Tra le possibilità di migliorare la propria forma fisica con i massaggi, le proprietà rassodanti sono ottimali anche per evitare rilassamento cutaneo e rughe durante la perdita di peso: il massaggio tonificante rappresenta un valido supporto quando è coordinato con l’attività fisica e la dieta, in modo da seguire costantemente le modificazioni del corpo e aiutarne il modellamento.

Le manovre da eseguire nei massaggi dimagranti sono quelle classiche di sfioramento, impastamento, percussione, vibrazione, da eseguire con movimenti rotatori che stimolino la circolazione sanguigna e linfatica. Inoltre, azioni di pizzicamento sono da effettuare per la stimolazione dei tessuti.

Un’azione linfodrenante è suggerita sempre dal massaggiatore, per trattamenti che aiutino anche in funzione anticellulite e per aumentare la funzionalità del metabolismo. Si parte dalla punta dei piedi con movimenti rotatori che stimolano la circolazione linfatica, per avviare dei trattamenti fino alle parti alte della gamba, all’addome e nella zona delle braccia, quando vi sia grasso in eccesso.

Si agisce tramite impastamento profondo, percussioni e scollamento (pizzicotti), per consentire alle fibre del tessuto connettivo di allentarsi e non chiudersi accumulando grasso in alcune zone – il massaggio può eliminare i grassi in eccesso tramite delle manipolazioni specifiche. La manovra dimagrante all’addome elimina la pancetta, esercitando movimenti rotatori partendo dall’ombelico per arrivare sul ventre e lo stomaco.

Si agisce con la digitopressione nel massaggio addominale dimagrante, per poter lavorare con l’obiettivo di un ventre piatto, da abbinare ovviamente a dieta ed esercizi specifici.

La ginnastica mirata al dimagrimento, spesso cardio fitness o lavoro aerobico, va abbinata, infatti, ad esercizi per la tonificazione e a specifici massaggi rassodanti e dimagranti.

Si tratta di un ampio supporto se si segue un programma di dimagrimento completo e, inoltre, i massaggi dimagranti linfodrenanti sono anche in grado di attenuare la fame nervosa.

Nel caso in cui venga praticato in modo sistematico, i risultati sono garantiti, in particolare se si abbina anche un tipo di massaggio con l’utilizzo di macchinari e attrezzature dimagranti, come il lipomassaggio e il body sculpture.

Questi dispositivi sono utilizzati per sciogliere i grassi tramite la dispersione degli accumuli: si favorisce così la perdita di centimetri, con un effetto snellente. Diversi macchinari agiscono tramite dei rulli che rompono gli accumuli di adipe, immettono di nuovo i grassi in circolo, che saranno assorbiti dall’organismo e non andranno ad immagazzinarsi.

Si può abbinare il massaggio rimodellante a quello anticellulite quando gli inestetismi della pelle a buccia d’arancia arriva ad aggiungersi ai problemi di adipe in eccesso. L’azione drenante dei massaggi anticellulite sul circolo linfatico è ottimale per sconfiggere o almeno mitigare questa problematica.

Si eseguono dei movimenti circolatori a spirale, effettuati in superficie e non in profondità con pollici e mani aperte.

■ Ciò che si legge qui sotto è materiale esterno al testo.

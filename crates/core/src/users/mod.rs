//! Users module - registration, credential checks and lookups.

mod users_model;
mod users_service;
mod users_traits;

pub use users_model::{NewUser, NewUserRecord, User};
pub use users_service::UserService;
pub use users_traits::{UserRepositoryTrait, UserServiceTrait};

In una seconda fase si passa a dei movimenti di pizzicamento e impastamento, per consentire l’entrata di ossigeno nei tessuti e l’eliminazione delle tossine.

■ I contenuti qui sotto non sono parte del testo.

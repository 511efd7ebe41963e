use crate::quotes::MarketQuote;

/// Case-insensitive substring match against name or symbol.
/// An empty query matches everything.
pub fn matches_query<Q: MarketQuote + ?Sized>(quote: &Q, query: &str) -> bool {
    if query.is_empty() {
        return true;
    }
    let needle = query.to_lowercase();
    quote.name().to_lowercase().contains(&needle)
        || quote.symbol().to_lowercase().contains(&needle)
}

pub fn filter_quotes<Q: MarketQuote + Clone>(quotes: &[Q], query: &str) -> Vec<Q> {
    quotes
        .iter()
        .filter(|q| matches_query(*q, query))
        .cloned()
        .collect()
}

Agendo sul sistema linfatico si evita anche la formazione della cellulite, che può avvenire quando le scorie non riescono ad essere smaltite dall’organismo a livello linfatico. Tornando nei tessuti e ristagnando insieme ai liquidi interstiziali, si adagiano tra le cellule di grasso e creano la famosa pelle a buccia d’arancia.

Non sempre sono solo questi i motivi per la comparsa della cellulite, a volte si tratta di squilibri ormonali o problematiche relative alla circolazione sanguigna, quindi è bene fare una valutazione completa del tipo di cellulite presente, prima di approntare dei percorsi tra massaggi e linfodrenaggi.

Una consulenza da parte di massaggiatori esperti nel dimagrimento, può orientare su quale percorso di massaggi e trattamenti seguire per un dimagrimento costante e senza traumi a livello dei tessuti.

Dimagranti e snellenti, è comunque bene che i massaggi siano anche di tipo linfodrenante, in grado di riattivare il sistema circolatorio e linfatico, per unire la bellezza alla salute del corpo.